While there, I was finally able to see the restored Rotinoff Viscount cattle truck on display – a real bucket list thing for me. Vesty Brothers bought two identical Rotinoff Viscount trucks in the late 1950s – one named Jackie and one named Julie. The trucks were famous early cattle road trains able to carry more cattle at a quicker speed – about 50km/h believe it or not – with new levels of driver comfort. I have always been interested in these two trucks, and what a thrill it was to actually sit in a Rotinoff Viscount. Sadly, only one could be restored, and poor old Jackie had to donate her bits and pieces so Julie can sit proudly in the museum today. It’s great to know one of the trucks is safe and sound, even if she doesn’t have her cattle crates on any more.

There is so much truck and road train history at the museum. Make sure it is on your ‘bucket list’ for when you are a little older! It is a must see.

After Alice Springs we motored north up the Stuart Highway toward Darwin. Word had gotten out that we were on the road taking photos and the truck drivers tooted, flashed lights, and waved. The outback is a friendly and welcoming place, full of great people.

When we were north of the Three Ways roadhouse again, we had a cool assignment to complete.

In 1987, a special truck won the Australian Truckin’ Life magazine Rig of the Year competition. It was a V8 Mack Super-Liner named Blue Thunder, owned by Kiwi-born Neville Dobbs. It hauled refrigerated trailers between Adelaide and Darwin for Northern Territory Freight Services (NTFS). We were all younger back then, and the famous poster of Blue Thunder, taken at a place called Churchill’s Head on the Stuart highway captured the hearts of all of us young ‘truckers’! Our good mate Carl Kirkbeck recently built a model of Blue Thunder by reconstructing the Highway Replicas NTFS Mack road train model. He lent us the finished Blue Thunder model to bring on our road trip so we could take its photo at Churchill’s Head – just like in the 1987 poster.

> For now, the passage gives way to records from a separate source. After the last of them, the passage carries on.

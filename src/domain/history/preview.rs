//! Display elision for history entries

/// Longest trimmed text shown unchanged
pub const PREVIEW_MAX_CHARS: usize = 43;

/// Characters kept from the start of an elided entry
pub const PREVIEW_HEAD_CHARS: usize = 20;

/// Characters kept from the end of an elided entry
pub const PREVIEW_TAIL_CHARS: usize = 20;

const ELLIPSIS: &str = "...";

/// Build the menu label for a captured text.
///
/// The text is trimmed first. Anything longer than [`PREVIEW_MAX_CHARS`]
/// characters keeps its first and last 20 characters around `"..."`, which
/// is exactly 43 characters again.
pub fn elide(text: &str) -> String {
    let trimmed = text.trim();
    let count = trimmed.chars().count();

    if count <= PREVIEW_MAX_CHARS {
        return trimmed.to_string();
    }

    let head: String = trimmed.chars().take(PREVIEW_HEAD_CHARS).collect();
    let tail: String = trimmed.chars().skip(count - PREVIEW_TAIL_CHARS).collect();

    format!("{}{}{}", head, ELLIPSIS, tail)
}
//! CLI presenter for output formatting

use colored::*;

/// Presenter for CLI output formatting
pub struct Presenter;

impl Presenter {
    /// Create a new presenter
    pub fn new() -> Self {
        Self
    }

    /// Print info message to stderr
    pub fn info(&self, message: &str) {
        eprintln!("{} {}", "ℹ".cyan(), message);
    }

    /// Print success message to stderr
    pub fn success(&self, message: &str) {
        eprintln!("{} {}", "✓".green(), message);
    }

    /// Print warning message to stderr
    pub fn warn(&self, message: &str) {
        eprintln!("{} {}", "⚠".yellow(), message);
    }

    /// Print error message to stderr
    pub fn error(&self, message: &str) {
        eprintln!("{} {}", "✗".red(), message);
    }

    /// Output text to stdout (entry text, config values)
    pub fn output(&self, text: &str) {
        println!("{}", text);
    }

    /// Format one history row: right-aligned id, then the elided text
    pub fn format_entry(&self, id: i64, preview: &str, id_width: usize) -> String {
        let label = format!("{:>width$}", id, width = id_width);
        format!("{}  {}", label.dimmed(), preview)
    }

    /// Print one history row to stdout
    pub fn history_entry(&self, id: i64, preview: &str, id_width: usize) {
        println!("{}", self.format_entry(id, preview, id_width));
    }

    /// Print daemon status
    pub fn daemon_status(&self, state: &str) {
        eprintln!("{} Daemon: {}", "●".cyan(), state);
    }

    /// Print a key-value pair (for config list)
    pub fn key_value(&self, key: &str, value: &str) {
        println!("{}: {}", key.cyan(), value);
    }
}

impl Default for Presenter {
    fn default() -> Self {
        Self::new()
    }
}
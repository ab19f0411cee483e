//! History store integration tests against an on-disk database

use std::sync::{Arc, Mutex};
use std::thread;

use async_trait::async_trait;
use chrono::{Duration, Utc};

use clip_tracker::application::ports::{
    ClipboardError, ClipboardReader, CommitOutcome, HistoryStore,
};
use clip_tracker::application::{CaptureOutcome, HistoryController, HistoryError, RetentionSweeper};
use clip_tracker::domain::history::{ContentHash, RecordId};
use clip_tracker::infrastructure::SqliteHistoryStore;

/// Clipboard that hands out queued values, one per read
struct ScriptedClipboard(Mutex<Vec<Option<String>>>);

impl ScriptedClipboard {
    fn new(values: &[Option<&str>]) -> Self {
        Self(Mutex::new(
            values.iter().rev().map(|v| v.map(str::to_string)).collect(),
        ))
    }
}

#[async_trait]
impl ClipboardReader for ScriptedClipboard {
    async fn read_text(&self) -> Result<Option<String>, ClipboardError> {
        Ok(self.0.lock().unwrap().pop().flatten())
    }
}

fn listed<R: ClipboardReader>(controller: &HistoryController<SqliteHistoryStore, R>) -> Vec<String> {
    let mut texts = Vec::new();
    controller
        .list_recent(100, |_, text| texts.push(text.to_string()))
        .unwrap();
    texts
}

#[tokio::test]
async fn captures_flow_through_to_listing() {
    let dir = tempfile::tempdir().unwrap();
    let store = SqliteHistoryStore::open(dir.path().join("h.db"), true).unwrap();
    let reader = ScriptedClipboard::new(&[Some("alpha"), Some("alpha"), None, Some("beta"), Some("alpha")]);
    let controller = HistoryController::new(store, reader);

    let mut outcomes = Vec::new();
    for _ in 0..5 {
        outcomes.push(controller.handle_change().await.unwrap());
    }

    assert_eq!(
        outcomes,
        vec![
            CaptureOutcome::Committed(CommitOutcome::Inserted(RecordId::new(1))),
            CaptureOutcome::Committed(CommitOutcome::Skipped),
            CaptureOutcome::NoText,
            CaptureOutcome::Committed(CommitOutcome::Inserted(RecordId::new(2))),
            CaptureOutcome::Committed(CommitOutcome::Refreshed(RecordId::new(1))),
        ]
    );
    assert_eq!(listed(&controller), vec!["alpha", "beta"]);
    assert_eq!(controller.store().count().unwrap(), 2);

    controller.shutdown().unwrap();
}

#[test]
fn last_capture_survives_reopen() {
    let dir = tempfile::tempdir().unwrap();
    let path = dir.path().join("h.db");

    let store = SqliteHistoryStore::open(&path, true).unwrap();
    store.commit("one").unwrap();
    store.commit("two").unwrap();
    store.close().unwrap();

    let store = SqliteHistoryStore::open(&path, false).unwrap();
    assert_eq!(store.last_seen_hash(), Some(ContentHash::of_text("two")));
    assert_eq!(store.commit("two").unwrap(), CommitOutcome::Skipped);
    assert_eq!(
        store.commit("one").unwrap(),
        CommitOutcome::Refreshed(RecordId::new(1))
    );
    assert_eq!(
        store.commit("three").unwrap(),
        CommitOutcome::Inserted(RecordId::new(3))
    );
    store.close().unwrap();
}

#[test]
fn recency_after_reopen_stays_ahead_of_old_rows() {
    let dir = tempfile::tempdir().unwrap();
    let path = dir.path().join("h.db");

    let store = SqliteHistoryStore::open(&path, true).unwrap();
    for text in ["a", "b", "c"] {
        store.commit(text).unwrap();
    }
    store.close().unwrap();

    let store = SqliteHistoryStore::open(&path, false).unwrap();
    store.commit("a").unwrap();

    let mut ids = Vec::new();
    store
        .fetch_recent(10, &mut |id, _, _| ids.push(id.get()))
        .unwrap();
    assert_eq!(ids, vec![1, 3, 2]);
    store.close().unwrap();
}

#[test]
fn resolve_missing_id_is_not_found() {
    let dir = tempfile::tempdir().unwrap();
    let store = SqliteHistoryStore::open(dir.path().join("h.db"), true).unwrap();
    store.commit("present").unwrap();
    let controller = HistoryController::new(store, ScriptedClipboard::new(&[]));

    assert_eq!(controller.resolve_for_copy(RecordId::new(1)).unwrap(), "present");
    assert!(matches!(
        controller.resolve_for_copy(RecordId::new(9)),
        Err(HistoryError::NotFound(id)) if id == RecordId::new(9)
    ));

    controller.shutdown().unwrap();
}

#[test]
fn sweep_removes_entries_past_expiry() {
    let dir = tempfile::tempdir().unwrap();
    let store = SqliteHistoryStore::open(dir.path().join("h.db"), true).unwrap();
    store.commit("old news").unwrap();
    store.commit("older news").unwrap();

    let sweeper = RetentionSweeper::new(1);
    assert_eq!(sweeper.sweep(&store, Utc::now()).unwrap(), 0);
    assert_eq!(store.count().unwrap(), 2);

    let later = Utc::now() + Duration::days(2);
    assert_eq!(sweeper.sweep(&store, later).unwrap(), 2);
    assert_eq!(store.count().unwrap(), 0);
    assert_eq!(store.last_seen_hash(), None);

    // Content removed by expiry is new again
    assert_eq!(
        store.commit("older news").unwrap(),
        CommitOutcome::Inserted(RecordId::new(3))
    );
    store.close().unwrap();
}

#[test]
fn concurrent_commits_store_each_text_once() {
    let dir = tempfile::tempdir().unwrap();
    let store = Arc::new(SqliteHistoryStore::open(dir.path().join("h.db"), true).unwrap());

    let workers: Vec<_> = (0..8)
        .map(|worker| {
            let store = Arc::clone(&store);
            thread::spawn(move || {
                for i in 0..50 {
                    let text = if (worker + i) % 2 == 0 { "same" } else { "other" };
                    store.commit(text).unwrap();
                }
            })
        })
        .collect();
    for worker in workers {
        worker.join().unwrap();
    }

    assert_eq!(store.count().unwrap(), 2);

    let mut ids = Vec::new();
    store
        .fetch_recent(10, &mut |id, _, _| ids.push(id.get()))
        .unwrap();
    ids.sort_unstable();
    assert_eq!(ids, vec![1, 2]);

    let store = Arc::try_unwrap(store).ok().unwrap();
    store.close().unwrap();
}
//! Domain error types

use thiserror::Error;

/// Error when parsing a history record identifier
#[derive(Debug, Clone, Error)]
#[error("Invalid history id: \"{input}\". Expected a positive integer")]
pub struct RecordIdParseError {
    pub input: String,
}

/// Error when a stored content type tag is not recognised
#[derive(Debug, Clone, Error)]
#[error("Unsupported content type: \"{input}\". Only text/plain is stored")]
pub struct UnknownContentTypeError {
    pub input: String,
}

/// Error when a stored payload is not valid UTF-16 text
#[derive(Debug, Clone, PartialEq, Eq, Error)]
pub enum PayloadDecodeError {
    #[error("Payload has odd length {0}, expected UTF-16 code units")]
    OddLength(usize),

    #[error("Payload is not valid UTF-16")]
    InvalidUtf16,
}

/// Error when an option value (watcher, clipboard backend) is not recognised
#[derive(Debug, Clone, Error)]
#[error("Invalid {option}: \"{input}\". Valid values are: {valid}")]
pub struct InvalidOptionError {
    pub option: &'static str,
    pub input: String,
    pub valid: &'static str,
}

/// Error when configuration fails
#[derive(Debug, Clone, Error)]
pub enum ConfigError {
    #[error("Failed to read config file: {0}")]
    ReadError(String),

    #[error("Failed to parse config file: {0}")]
    ParseError(String),

    #[error("Failed to write config file: {0}")]
    WriteError(String),

    #[error("Invalid config value for '{key}': {message}")]
    ValidationError { key: String, message: String },

    #[error("Config file already exists at: {0}")]
    AlreadyExists(String),
}
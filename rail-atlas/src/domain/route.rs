//! Route keys and computed routes.

use std::fmt;

use indexmap::IndexMap;

use super::network::Connection;
use super::station::StationCode;

/// Separator between the two codes in a serialized route key. Station
/// codes are guaranteed not to contain it.
pub const ROUTE_KEY_SEPARATOR: char = '`';

/// An ordered pair of stations identifying a route.
///
/// Displays as ``from`to``, e.g. ``N-SVW`N-XSG``.
#[derive(Debug, Clone, PartialEq, Eq, Hash)]
pub struct RoutePair {
    /// Starting station.
    pub from: StationCode,

    /// Destination station.
    pub to: StationCode,
}

impl RoutePair {
    /// Create a route pair.
    pub fn new(from: StationCode, to: StationCode) -> Self {
        Self { from, to }
    }
}

impl fmt::Display for RoutePair {
    fn fmt(&self, f: &mut fmt::Formatter<'_>) -> fmt::Result {
        write!(f, "{}{ROUTE_KEY_SEPARATOR}{}", self.from, self.to)
    }
}

/// The cheapest route between an ordered pair of stations.
#[derive(Debug, Clone, PartialEq)]
pub struct Route {
    /// Total travel cost in seconds: the sum of the leg costs.
    pub cost: f64,

    /// The connections forming the path, in travel order.
    pub legs: Vec<Connection>,
}

/// All computed routes, keyed by ordered station pair.
///
/// A pair that is absent has no route; unreachable pairs are never stored
/// with a sentinel cost or an empty path.
pub type RouteSet = IndexMap<RoutePair, Route>;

The Stuart Highway bypasses Churchill’s Head now, but the old road is still there, today just a sideroad. What a thrill it was to find Churchill’s Head and retake the great photo. A truly fantastic moment.

Next was the 360km side trip up the Carpentaria highway to capture those big 60 metre long and 240 tonne ore carting road trains I talked about. Owned by Wagners, the road trains cart their loads 120km from the McArthur River mine to the port at a place called Bing Bong (truly, it is called Bing Bong). Have you found it on the map yet?

There was one more special place I wanted to see. Remember those Rotinoff Viscount cattle road trains from the 1950s on display at the National Road Transport Museum? Those trucks were used to cart cattle from the Maryville road train compound at Helen Springs Station in the Northern Territory to Comooweal in Queensland. The old compound is still there, and I stood right where the Rotinoffs would have loaded. What a trip this was!

From there we travelled on to the town of Katherine. It is here the main road from West Australia, called the Victoria Highway, meets the Stuart Highway. This makes Katherine another busy meeting place for trucks. It was also home to one of Australia’s most famous outback truck companies – Buntine Roadways, founded by the late Noel Buntine.

Our wonderful holiday ended in Darwin, where we spent three days photographing the trucks rolling in and out of Australia’s northernmost city. What a wonderful holiday, following my passion for trucks with fantastic mates.

Just think, one day you too will be able to go on a cool road trip somewhere with great friends and take photographs of amazing trucks. I’ll look forward to reading about it.